Brief:
Find the string "calls" in the data, and copy out each line that has it.

= = = = =

//! Asset emission: transform matched sources and write them under the
//! output root.
//!
//! Two operations, each a single linear sequence:
//! - [`emit_file`] runs once per source file during the main pass
//! - [`emit_target`] runs once per configured (from, to) pair at the end
//!   of the pass
//!
//! Nothing is read back or cached between calls; every pass recomputes
//! from scratch. The output root is threaded as a parameter rather than
//! held in shared state, and directory creation is idempotent, so
//! overlapping calls from a parallel driver need no coordination.

mod error;
mod name;

pub use error::EmitError;
pub use name::DerivedName;

use serde::{Deserialize, Serialize};
use std::fs;
use std::path::{Path, PathBuf};

use crate::matcher::MatchRule;
use crate::transform::{ProcessContext, TransformChain};

/// End-of-build transform target: a literal (from, to) copy through the
/// chain, independent of the match rule.
#[derive(Debug, Clone, Default, Serialize, Deserialize)]
#[serde(default)]
pub struct Target {
    /// Source file to read.
    #[serde(skip_serializing_if = "Option::is_none")]
    pub from: Option<PathBuf>,
    /// Destination file to write.
    #[serde(skip_serializing_if = "Option::is_none")]
    pub to: Option<PathBuf>,
}

/// Result of the per-file operation.
#[derive(Debug, Clone, PartialEq, Eq)]
pub enum EmitOutcome {
    /// Identifier did not satisfy the match rule; nothing was written.
    Skipped,
    /// Content was emitted.
    Emitted(EmitReport),
}

/// Paths written by one per-file operation.
#[derive(Debug, Clone, PartialEq, Eq)]
pub struct EmitReport {
    /// The emitted artifact.
    pub output: PathBuf,
    /// The source map sidecar, when one was written.
    pub map: Option<PathBuf>,
}

/// Per-file operation: transform a matched source and write it under
/// `out_root`.
///
/// Identifiers the match rule rejects are skipped without side effects.
/// For matched sources the output name derives from the identifier
/// alone; a sidecar map is written only when the chain produced one,
/// inline maps were not requested, and the source is a stylesheet.
pub fn emit_file(
    id: &str,
    content: &str,
    rule: &MatchRule,
    chain: &TransformChain,
    ctx: &ProcessContext,
    out_root: &Path,
) -> Result<EmitOutcome, EmitError> {
    if !rule.matches(id) {
        return Ok(EmitOutcome::Skipped);
    }

    let name = DerivedName::from_id(id);
    let ctx = ProcessContext {
        from: Some(id.to_string()),
        ..ctx.clone()
    };

    let processed = chain
        .process(content, &ctx)
        .map_err(|e| EmitError::Transform(id.to_string(), e))?;

    ensure_dir(out_root)?;

    let output = out_root.join(name.file_name());
    fs::write(&output, &processed.code).map_err(|e| EmitError::Write(output.clone(), e))?;

    let mut map_path = None;
    if let Some(map) = &processed.map
        && !ctx.map_inline
        && name.is_stylesheet()
    {
        let path = out_root.join(name.map_name());
        fs::write(&path, map.to_json()).map_err(|e| EmitError::Write(path.clone(), e))?;
        map_path = Some(path);
    }

    Ok(EmitOutcome::Emitted(EmitReport {
        output,
        map: map_path,
    }))
}

/// End-of-build operation: run one (from, to) pair through the chain and
/// write the result verbatim to `to`.
///
/// Returns `Ok(None)` when either field of the pair is missing. The
/// context carries the literal from/to paths instead of a module
/// identifier. Maps are never written for targets.
pub fn emit_target(
    target: &Target,
    chain: &TransformChain,
    ctx: &ProcessContext,
    out_root: &Path,
) -> Result<Option<PathBuf>, EmitError> {
    let (Some(from), Some(to)) = (&target.from, &target.to) else {
        return Ok(None);
    };

    let content = fs::read_to_string(from).map_err(|e| EmitError::Read(from.clone(), e))?;

    let ctx = ProcessContext {
        from: Some(from.display().to_string()),
        to: Some(to.display().to_string()),
        ..ctx.clone()
    };
    let processed = chain
        .process(&content, &ctx)
        .map_err(|e| EmitError::Transform(from.display().to_string(), e))?;

    ensure_dir(out_root)?;
    if let Some(parent) = to.parent()
        && !parent.as_os_str().is_empty()
    {
        ensure_dir(parent)?;
    }

    fs::write(to, &processed.code).map_err(|e| EmitError::Write(to.clone(), e))?;
    Ok(Some(to.clone()))
}

/// Idempotent output-directory creation: an existing directory is
/// success, not a distinguishable branch.
fn ensure_dir(dir: &Path) -> Result<(), EmitError> {
    fs::create_dir_all(dir).map_err(|e| EmitError::CreateDir(dir.to_path_buf(), e))
}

= = = = =

Response for this exercise:
//! Nothing is read back or cached between calls; every pass recomputes
//! overlapping calls from a parallel driver need no coordination.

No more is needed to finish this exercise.